I still carry that card in my wallet. A reminder that sometimes salvation shows up in unexpected forms.
Ethan’s seventeen now. Six years cancer-free. Heading to college. Pre-med. Wants to be a pediatric oncologist.
“I want to be the doctor who doesn’t just treat kids but sees them,” he says.
He still plays Pokémon competitively. Won nationals twice. I’m his unofficial coach, though I barely understand it.
Last week, we sat in the same parking garage. Same pillar.
“Remember?” he asked.
“Every day.”
“I was really going to do it.”
“I know.”
“Why didn’t you call security? Report me?”
“Because you didn’t need to be stopped. You needed to be heard. There’s a difference.”
“I never thanked you properly.”
“You lived. That’s thanks enough.”
“No, Ghost. You didn’t just save my life. You gave me a life worth saving.”
We sat there, a seventeen-year-old cancer survivor and a seventy-two-year-old biker, in the spot where death almost won.
“Ghost?”
“Yeah?”
“I’m going to save kids like you saved me.”
“You already have.”
“How?”
“You taught an old biker to play Pokémon. You gave me purpose when Jake died. When my own pain got bad. You think you were the only one being saved that night?”
He hadn’t known about Jake, how he died two months later. How teaching me Pokémon gave me something to hold onto besides grief.

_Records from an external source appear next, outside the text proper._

//! State builder: wires repositories, auth, and services together.

use std::sync::Arc;

use schoolhub_auth::{AuthGuard, SessionCleanup, SessionManager, SessionStore, verifier_from_config};
use schoolhub_core::config::AppConfig;
use schoolhub_core::traits::DocumentStore;
use schoolhub_database::repositories::{
    RoleConfigRepository, SessionRepository, TimetableRepository, UserRepository,
};
use schoolhub_service::{EnrollmentAggregator, RoleConfigService, TimetableService, UserService};

use crate::state::AppState;

/// Builds the shared state over a document store.
pub fn build_state(config: AppConfig, store: Arc<dyn DocumentStore>) -> AppState {
    // ── Repositories ─────────────────────────────────────────────
    let user_repo = Arc::new(UserRepository::new(Arc::clone(&store)));
    let session_repo = Arc::new(SessionRepository::new(Arc::clone(&store)));
    let role_config_repo = Arc::new(RoleConfigRepository::new(Arc::clone(&store)));
    let timetable_repo = Arc::new(TimetableRepository::new(Arc::clone(&store)));

    // ── Auth ─────────────────────────────────────────────────────
    let verifier = verifier_from_config(&config.auth);
    let session_store = Arc::new(SessionStore::new(
        Arc::clone(&session_repo),
        config.session.clone(),
    ));
    let session_manager = Arc::new(SessionManager::new(
        Arc::clone(&session_store),
        Arc::clone(&user_repo),
        verifier,
        config.auth.clone(),
    ));
    let auth_guard = Arc::new(AuthGuard::new(
        Arc::clone(&session_store),
        Arc::clone(&user_repo),
    ));
    let session_cleanup = Arc::new(SessionCleanup::new(Arc::clone(&session_store)));

    // ── Services ─────────────────────────────────────────────────
    let user_service = Arc::new(UserService::new(Arc::clone(&session_manager)));
    let enrollment = Arc::new(EnrollmentAggregator::new(
        Arc::clone(&user_repo),
        Arc::clone(&store),
    ));
    let role_config_service = Arc::new(RoleConfigService::new(role_config_repo));
    let timetable_service = Arc::new(TimetableService::new(timetable_repo));

    AppState {
        config: Arc::new(config),
        store,
        auth_guard,
        session_manager,
        session_cleanup,
        user_service,
        enrollment,
        role_config_service,
        timetable_service,
    }
}
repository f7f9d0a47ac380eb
//! Timetable read and write tests.

use http::StatusCode;
use serde_json::json;

use crate::helpers::TestApp;

#[tokio::test]
async fn test_teacher_saves_and_student_reads() {
    let app = TestApp::new();
    app.create_user("t1", "bo@school.test", "welcome1", "teacher")
        .await;
    app.create_user("u1", "ana@school.test", "welcome1", "student")
        .await;
    let teacher = app.login("bo@school.test", "welcome1").await;
    let student = app.login("ana@school.test", "welcome1").await;

    let schedule = json!({"monday": ["maths", "art"], "tuesday": ["history"]});
    let response = app
        .request(
            "POST",
            "/timetable",
            Some(json!({"class_id": "FirstA", "schedule": schedule})),
            Some(&teacher),
        )
        .await;
    assert_eq!(response.status, StatusCode::OK);
    assert_eq!(response.body["message"], "Timetable saved");

    let stored = app
        .document("school/s1/classes/FirstA/timetable", "current_schedule")
        .await
        .unwrap();
    assert_eq!(stored["updated_by"], "t1");

    let response = app
        .request("GET", "/timetable?class_id=FirstA", None, Some(&student))
        .await;
    assert_eq!(response.status, StatusCode::OK);
    assert_eq!(response.body["class_id"], "FirstA");
    assert_eq!(response.body["timetable"]["schedule"], schedule);
}

#[tokio::test]
async fn test_student_cannot_save() {
    let app = TestApp::new();
    app.create_user("u1", "ana@school.test", "welcome1", "student")
        .await;
    let token = app.login("ana@school.test", "welcome1").await;

    let response = app
        .request(
            "POST",
            "/timetable",
            Some(json!({"class_id": "FirstA", "schedule": {}})),
            Some(&token),
        )
        .await;
    assert_eq!(response.status, StatusCode::FORBIDDEN);
}

#[tokio::test]
async fn test_missing_timetable() {
    let app = TestApp::new();
    app.create_user("u1", "ana@school.test", "welcome1", "student")
        .await;
    let token = app.login("ana@school.test", "welcome1").await;

    let response = app
        .request("GET", "/timetable?class_id=FirstA", None, Some(&token))
        .await;
    assert_eq!(response.status, StatusCode::NOT_FOUND);

    let response = app.request("GET", "/timetable", None, Some(&token)).await;
    assert_eq!(response.status, StatusCode::BAD_REQUEST);
}
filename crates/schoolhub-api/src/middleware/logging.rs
//! Request/response logging middleware.

use std::time::Instant;

use axum::extract::Request;
use axum::middleware::Next;
use axum::response::Response;
use tracing::info;

/// Logs request method, path, status, and duration.
pub async fn request_logging(request: Request, next: Next) -> Response {
    let method = request.method().clone();
    let path = request.uri().path().to_string();
    let start = Instant::now();

    let response = next.run(request).await;

    info!(
        method = %method,
        path = %path,
        status = response.status().as_u16(),
        duration_ms = start.elapsed().as_millis() as u64,
        "HTTP request"
    );

    response
}
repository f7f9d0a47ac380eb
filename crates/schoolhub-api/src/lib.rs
//! # schoolhub-api
//!
//! HTTP API layer for SchoolHub built on Axum.
//!
//! Provides the REST endpoints, the bearer-token extractor, request
//! logging and CORS middleware, DTOs, and error mapping.

pub mod app;
pub mod dto;
pub mod error;
pub mod extractors;
pub mod handlers;
pub mod middleware;
pub mod router;
pub mod state;

pub use app::build_state;
pub use router::build_router;
pub use state::AppState;
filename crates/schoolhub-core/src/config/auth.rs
//! Credential configuration.

use serde::{Deserialize, Serialize};

/// How stored credentials are compared against supplied passwords.
#[derive(Debug, Clone, Copy, PartialEq, Eq, Default, Serialize, Deserialize)]
#[serde(rename_all = "snake_case")]
pub enum CredentialScheme {
    /// The stored value is the password itself. Compared in constant time.
    #[default]
    Plaintext,
    /// The stored value is an Argon2 PHC hash string.
    Argon2,
}

impl std::fmt::Display for CredentialScheme {
    fn fmt(&self, f: &mut std::fmt::Formatter<'_>) -> std::fmt::Result {
        match self {
            Self::Plaintext => write!(f, "plaintext"),
            Self::Argon2 => write!(f, "argon2"),
        }
    }
}

/// Authentication and credential configuration.
#[derive(Debug, Clone, Serialize, Deserialize)]
pub struct AuthConfig {
    /// Credential comparison scheme.
    #[serde(default)]
    pub credential_scheme: CredentialScheme,
    /// Minimum length accepted by password reset.
    #[serde(default = "default_password_min")]
    pub password_min_length: usize,
}

impl Default for AuthConfig {
    fn default() -> Self {
        Self {
            credential_scheme: CredentialScheme::default(),
            password_min_length: default_password_min(),
        }
    }
}

fn default_password_min() -> usize {
    6
}
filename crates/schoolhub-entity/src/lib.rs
//! # schoolhub-entity
//!
//! Domain entity models for SchoolHub. Every struct in this crate
//! represents a stored document or a value derived from one. Documents are
//! addressed by the collection constants each module exports.

pub mod enrollment;
pub mod role_config;
pub mod session;
pub mod timetable;
pub mod user;
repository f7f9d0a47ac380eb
//! Database migration runner.

use sqlx::PgPool;
use tracing::info;

use schoolhub_core::error::{AppError, ErrorKind};

/// Run all pending migrations.
pub async fn run_migrations(pool: &PgPool) -> Result<(), AppError> {
    info!("Running database migrations...");

    sqlx::migrate!("../../migrations")
        .run(pool)
        .await
        .map_err(|e| {
            AppError::with_source(
                ErrorKind::Database,
                format!("Failed to run migrations: {e}"),
                e,
            )
        })?;

    info!("Database migrations completed");
    Ok(())
}
//! Per-role configuration blobs.

use serde::{Deserialize, Serialize};

use schoolhub_core::types::{Document, Fields};

/// Collection holding role configuration, keyed by role tag.
pub const ROLE_CONFIGS_COLLECTION: &str = "role_configs";

/// Read-only configuration for one role.
#[derive(Debug, Clone, Serialize, Deserialize)]
pub struct RoleConfig {
    /// The role tag this configuration belongs to.
    pub role: String,
    /// Opaque configuration fields.
    pub config: Fields,
}

impl From<Document> for RoleConfig {
    fn from(doc: Document) -> Self {
        Self {
            role: doc.id,
            config: doc.fields,
        }
    }
}
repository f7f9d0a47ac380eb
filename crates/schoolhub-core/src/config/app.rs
//! Server and CORS configuration.

use serde::{Deserialize, Serialize};

/// HTTP server configuration.
#[derive(Debug, Clone, Serialize, Deserialize)]
pub struct ServerConfig {
    /// Bind address.
    #[serde(default = "default_host")]
    pub host: String,
    /// Bind port.
    #[serde(default = "default_port")]
    pub port: u16,
    /// Graceful shutdown timeout in seconds.
    #[serde(default = "default_shutdown_grace")]
    pub shutdown_grace_seconds: u64,
    /// CORS configuration.
    #[serde(default)]
    pub cors: CorsConfig,
}

impl Default for ServerConfig {
    fn default() -> Self {
        Self {
            host: default_host(),
            port: default_port(),
            shutdown_grace_seconds: default_shutdown_grace(),
            cors: CorsConfig::default(),
        }
    }
}

/// CORS (Cross-Origin Resource Sharing) configuration.
#[derive(Debug, Clone, Serialize, Deserialize)]
pub struct CorsConfig {
    /// Allowed origins (use `["*"]` for development only).
    #[serde(default = "default_allowed_origins")]
    pub allowed_origins: Vec<String>,
    /// Allowed HTTP methods.
    #[serde(default = "default_allowed_methods")]
    pub allowed_methods: Vec<String>,
    /// Allowed HTTP headers.
    #[serde(default = "default_allowed_headers")]
    pub allowed_headers: Vec<String>,
    /// Max age for preflight cache in seconds.
    #[serde(default = "default_max_age")]
    pub max_age_seconds: u64,
}

impl Default for CorsConfig {
    fn default() -> Self {
        Self {
            allowed_origins: default_allowed_origins(),
            allowed_methods: default_allowed_methods(),
            allowed_headers: default_allowed_headers(),
            max_age_seconds: default_max_age(),
        }
    }
}

fn default_host() -> String {
    "0.0.0.0".to_string()
}

fn default_port() -> u16 {
    8080
}

fn default_shutdown_grace() -> u64 {
    10
}

fn default_allowed_origins() -> Vec<String> {
    vec!["*".to_string()]
}

fn default_allowed_methods() -> Vec<String> {
    vec!["GET".to_string(), "POST".to_string(), "OPTIONS".to_string()]
}

fn default_allowed_headers() -> Vec<String> {
    vec!["*".to_string()]
}

fn default_max_age() -> u64 {
    3600
}
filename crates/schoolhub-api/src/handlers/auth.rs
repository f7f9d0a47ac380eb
//! Auth handlers: login and logout.

use axum::Json;
use axum::extract::State;
use axum::http::HeaderMap;
use axum::http::header::AUTHORIZATION;
use validator::Validate;

use schoolhub_auth::token::bearer_token;

use crate::dto::request::LoginRequest;
use crate::dto::response::{LoginResponse, LoginUser, MessageResponse};
use crate::error::ApiError;
use crate::extractors::AppJson;
use crate::state::AppState;

/// POST /login
pub async fn login(
    State(state): State<AppState>,
    AppJson(req): AppJson<LoginRequest>,
) -> Result<Json<LoginResponse>, ApiError> {
    req.validate()?;

    let result = state.session_manager.login(&req.email, &req.password).await?;

    Ok(Json(LoginResponse {
        message: "Login successful".to_string(),
        token: result.token,
        expires_at: result.expires_at,
        user: LoginUser {
            id: result.user_id,
            is_new: result.is_new,
        },
    }))
}

/// POST /logout
///
/// Always succeeds, whatever the state of the presented token.
pub async fn logout(State(state): State<AppState>, headers: HeaderMap) -> Json<MessageResponse> {
    let token = headers
        .get(AUTHORIZATION)
        .and_then(|v| v.to_str().ok())
        .and_then(bearer_token);

    state.session_manager.logout(token).await;

    Json(MessageResponse::new("Logged out successfully"))
}
//! User repository implementation.

use std::sync::Arc;

use serde_json::Value;

use schoolhub_core::result::AppResult;
use schoolhub_core::traits::DocumentStore;
use schoolhub_core::types::{Document, Fields};
use schoolhub_entity::user::{USERS_COLLECTION, User};

/// Repository for user lookups and updates.
#[derive(Debug, Clone)]
pub struct UserRepository {
    store: Arc<dyn DocumentStore>,
}

impl UserRepository {
    /// Create a new user repository.
    pub fn new(store: Arc<dyn DocumentStore>) -> Self {
        Self { store }
    }

    /// Find the raw user document by id.
    pub async fn find_document(&self, id: &str) -> AppResult<Option<Document>> {
        self.store.get_document(USERS_COLLECTION, id).await
    }

    /// Find a user by id.
    pub async fn find_by_id(&self, id: &str) -> AppResult<Option<User>> {
        self.find_document(id)
            .await?
            .map(|doc| User::from_document(&doc))
            .transpose()
    }

    /// Find the first user whose email matches exactly.
    pub async fn find_by_email(&self, email: &str) -> AppResult<Option<User>> {
        let docs = self
            .store
            .query_equals(
                USERS_COLLECTION,
                "email",
                &Value::String(email.to_string()),
                Some(1),
            )
            .await?;

        docs.first().map(User::from_document).transpose()
    }

    /// Merge fields into a user document.
    pub async fn update_fields(&self, id: &str, fields: Fields) -> AppResult<()> {
        self.store.update_fields(USERS_COLLECTION, id, fields).await
    }
}
//! # schoolhub-service
//!
//! Business logic service layer for SchoolHub. Services receive their
//! repositories and managers at construction time via `Arc` references.

pub mod context;
pub mod enrollment;
pub mod role_config;
pub mod timetable;
pub mod user;

pub use context::RequestContext;
pub use enrollment::{EnrollmentAggregator, EnrollmentView, EnrollmentWarning};
pub use role_config::RoleConfigService;
pub use timetable::TimetableService;
pub use user::UserService;
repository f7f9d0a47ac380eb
//! Role configuration lookup.

pub mod service;

pub use service::RoleConfigService;
//! CORS layer configuration.

use std::time::Duration;

use axum::http::{HeaderName, HeaderValue, Method};
use tower_http::cors::{Any, CorsLayer};

use schoolhub_core::config::CorsConfig;

/// Builds a CORS tower layer from configuration.
pub fn build_cors_layer(config: &CorsConfig) -> CorsLayer {
    let mut layer = CorsLayer::new();

    if config.allowed_origins.iter().any(|o| o == "*") {
        layer = layer.allow_origin(Any);
    } else {
        let origins: Vec<HeaderValue> = config
            .allowed_origins
            .iter()
            .filter_map(|o| o.parse().ok())
            .collect();
        layer = layer.allow_origin(origins);
    }

    let methods: Vec<Method> = config
        .allowed_methods
        .iter()
        .filter_map(|m| m.parse().ok())
        .collect();
    layer = layer.allow_methods(methods);

    if config.allowed_headers.iter().any(|h| h == "*") {
        layer = layer.allow_headers(Any);
    } else {
        let headers: Vec<HeaderName> = config
            .allowed_headers
            .iter()
            .filter_map(|h| h.parse().ok())
            .collect();
        layer = layer.allow_headers(headers);
    }

    layer.max_age(Duration::from_secs(config.max_age_seconds))
}
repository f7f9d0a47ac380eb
//! Argon2id hashed credentials.

use argon2::{
    Argon2,
    password_hash::{PasswordHash, PasswordHasher, PasswordVerifier, SaltString},
};
use tracing::warn;
use uuid::Uuid;

use schoolhub_core::error::AppError;
use schoolhub_core::result::AppResult;

use super::CredentialVerifier;

/// Stored value is a PHC-format Argon2id hash.
#[derive(Debug, Clone, Default)]
pub struct Argon2Verifier {
    argon2: Argon2<'static>,
}

impl Argon2Verifier {
    /// Creates a verifier with default Argon2id parameters.
    pub fn new() -> Self {
        Self::default()
    }
}

impl CredentialVerifier for Argon2Verifier {
    fn verify(&self, stored: &str, supplied: &str) -> bool {
        let parsed = match PasswordHash::new(stored) {
            Ok(parsed) => parsed,
            Err(e) => {
                warn!(error = %e, "Stored credential is not a valid Argon2 hash");
                return false;
            }
        };
        self.argon2
            .verify_password(supplied.as_bytes(), &parsed)
            .is_ok()
    }

    fn prepare(&self, new_password: &str) -> AppResult<String> {
        let salt = SaltString::encode_b64(Uuid::new_v4().as_bytes())
            .map_err(|e| AppError::internal(format!("Salt generation failed: {e}")))?;

        let hash = self
            .argon2
            .hash_password(new_password.as_bytes(), &salt)
            .map_err(|e| AppError::internal(format!("Password hashing failed: {e}")))?;

        Ok(hash.to_string())
    }
}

“We saved each other,” Ethan said.
“That’s usually how it works.”
Now Ethan volunteers at the hospital. Talks to kids going through treatment. Shows them his Pokémon cards, his scars, his life after cancer.
And sometimes, late at night, he calls me.
“Just checking you’re still there,” he says.
“Always, kid. Always.”
Because that’s what we do, those of us who’ve stood at the edge. We reach back for the ones still standing there. We offer our hands, our stories, even our silly card games.
We remind them death is patient.
But life—life is worth the impatience. Worth the pain. Worth the fight.
Even when you’re eleven, dying, and trying to trade Pokémon cards for peace.
Especially then.
The Charizard sits in my wallet. Next to photos of my grandson. My wife. Jake. All the reasons to keep going.
Ethan calls it my trophy.
I call it my reminder.
That sometimes angels wear Ninja Turtle pajamas. Sometimes they’re dying children who teach you how to live. Sometimes they offer you Pokémon cards in exchange for death.
And sometimes, if you’re very lucky, they offer you life instead—even if they don’t know it at the time.